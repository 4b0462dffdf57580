//! FITS and XISF codec.
//!
//! Dispatch is a tagged variant on file extension, not runtime polymorphism
//! over an open hierarchy: there are exactly two formats this pipeline ever
//! needs to read, and a third (or a plugin format) is not a design goal.

mod error;
mod fits;
mod xisf;

pub use error::{Error, Result};
pub use flatcal_grid::{ImageData, Keywords};

#[derive(Debug, Clone, Copy, PartialEq, Eq)]
enum Format {
    Fits,
    Xisf,
}

fn format_of(path: &std::path::Path) -> Result<Format> {
    let ext = path
        .extension()
        .and_then(|e| e.to_str())
        .map(|e| e.to_ascii_lowercase());
    match ext.as_deref() {
        Some("fits") | Some("fit") => Ok(Format::Fits),
        Some("xisf") => Ok(Format::Xisf),
        other => Err(Error::UnsupportedFormat(format!(
            "unrecognized extension: {other:?}"
        ))),
    }
}

/// Reads only the keyword header, without decoding pixel data.
pub fn read_headers(path: &std::path::Path) -> Result<Keywords> {
    match format_of(path)? {
        Format::Fits => fits::read_headers(path),
        Format::Xisf => xisf::read_headers(path),
    }
}

/// Reads keywords and the full decoded pixel plane.
pub fn read(path: &std::path::Path) -> Result<ImageData> {
    match format_of(path)? {
        Format::Fits => fits::read(path),
        Format::Xisf => xisf::read(path),
    }
}

/// Writes a monolithic XISF file with a single attached Float32 image.
pub fn write_xisf(path: &std::path::Path, image: &ImageData) -> Result<()> {
    xisf::write(path, image)
}

/// Writes a primary-HDU FITS file, `BITPIX=-32`, big-endian, 2880-aligned.
pub fn write_fits(path: &std::path::Path, image: &ImageData) -> Result<()> {
    fits::write(path, image)
}

#[cfg(test)]
mod tests {
    use super::*;

    #[test]
    fn format_of_recognizes_extensions() {
        assert_eq!(format_of(std::path::Path::new("a.fits")).unwrap(), Format::Fits);
        assert_eq!(format_of(std::path::Path::new("a.fit")).unwrap(), Format::Fits);
        assert_eq!(format_of(std::path::Path::new("a.FITS")).unwrap(), Format::Fits);
        assert_eq!(format_of(std::path::Path::new("a.xisf")).unwrap(), Format::Xisf);
        assert!(format_of(std::path::Path::new("a.png")).is_err());
    }
}
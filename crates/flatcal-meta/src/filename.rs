//! Hand-rolled filename scrubbing for exposure/temperature fallback, in the
//! same spirit as the codec's hand-rolled card parsing: the set of patterns
//! actually seen in calibration filenames is small and fixed, so a tiny
//! scanner is clearer than pulling in a regex engine for three shapes.

/// Finds `<num>s` with a word boundary before the number, case-insensitively.
/// `light_030s.fits` -> `30`; `flat-1.5s-bin2.fits` -> `1.5`.
pub fn exposure_from_suffix_s(filename: &str) -> Option<f64> {
    let bytes = filename.as_bytes();
    let mut i = 0;
    while i < bytes.len() {
        let at_boundary = i == 0 || !is_word_byte(bytes[i - 1]);
        if at_boundary && bytes[i].is_ascii_digit() {
            let start = i;
            let mut j = i;
            while j < bytes.len() && bytes[j].is_ascii_digit() {
                j += 1;
            }
            if j < bytes.len() && bytes[j] == b'.' {
                let mut k = j + 1;
                while k < bytes.len() && bytes[k].is_ascii_digit() {
                    k += 1;
                }
                if k > j + 1 {
                    j = k;
                }
            }
            if j < bytes.len() && (bytes[j] == b's' || bytes[j] == b'S') {
                let after = j + 1;
                let boundary_after = after >= bytes.len() || !is_word_byte(bytes[after]);
                if boundary_after {
                    if let Ok(value) = filename[start..j].parse::<f64>() {
                        return Some(value);
                    }
                }
            }
            i = j.max(i + 1);
        } else {
            i += 1;
        }
    }
    None
}

/// `EXPOSURE[_-=:\s]?<num>`, case-insensitive.
pub fn exposure_from_keyword_token(filename: &str) -> Option<f64> {
    number_after_token(filename, "EXPOSURE", &['_', '-', '=', ':', ' '], true, false)
}

/// `temp[_-=\s]<num>`, case-insensitive, allowing a leading negative sign.
pub fn temperature_from_keyword_token(filename: &str) -> Option<f64> {
    number_after_token(filename, "TEMP", &['_', '-', '=', ' '], true, true)
}

fn is_word_byte(b: u8) -> bool {
    b.is_ascii_alphanumeric() || b == b'_'
}

/// Finds `token` (case-insensitive) optionally followed by one separator
/// byte, then parses the number that follows. `separator_optional` allows
/// the number to immediately follow the token with no separator at all.
fn number_after_token(
    haystack: &str,
    token: &str,
    separators: &[char],
    separator_optional: bool,
    allow_sign: bool,
) -> Option<f64> {
    let upper = haystack.to_ascii_uppercase();
    let token_upper = token.to_ascii_uppercase();
    let mut search_from = 0usize;
    while let Some(rel) = upper[search_from..].find(&token_upper) {
        let start = search_from + rel + token_upper.len();
        let rest = &haystack[start..];
        let mut rest_chars = rest.chars().peekable();

        let mut consumed_separator = false;
        if let Some(&c) = rest_chars.peek() {
            if allow_sign && c == '-' {
                // '-' doubles as both separator and the number's sign here;
                // leave it in place so parse_leading_number reads it as sign.
                consumed_separator = true;
            } else if separators.contains(&c) {
                rest_chars.next();
                consumed_separator = true;
            }
        }
        if consumed_separator || separator_optional {
            let remaining: String = rest_chars.collect();
            if let Some(value) = parse_leading_number(&remaining, allow_sign) {
                return Some(value);
            }
        }
        search_from = start;
    }
    None
}

fn parse_leading_number(s: &str, allow_sign: bool) -> Option<f64> {
    let bytes = s.as_bytes();
    let mut i = 0;
    if allow_sign && i < bytes.len() && (bytes[i] == b'-' || bytes[i] == b'+') {
        i += 1;
    }
    let digits_start = i;
    while i < bytes.len() && bytes[i].is_ascii_digit() {
        i += 1;
    }
    if i == digits_start {
        return None;
    }
    if i < bytes.len() && bytes[i] == b'.' {
        let mut j = i + 1;
        while j < bytes.len() && bytes[j].is_ascii_digit() {
            j += 1;
        }
        if j > i + 1 {
            i = j;
        }
    }
    s[..i].parse().ok()
}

====

Pull every line that holds the string "value" out of the records.

                    if let Ok(value) = filename[start..j].parse::<f64>() {
                        return Some(value);
            if let Some(value) = parse_leading_number(&remaining, allow_sign) {
                return Some(value);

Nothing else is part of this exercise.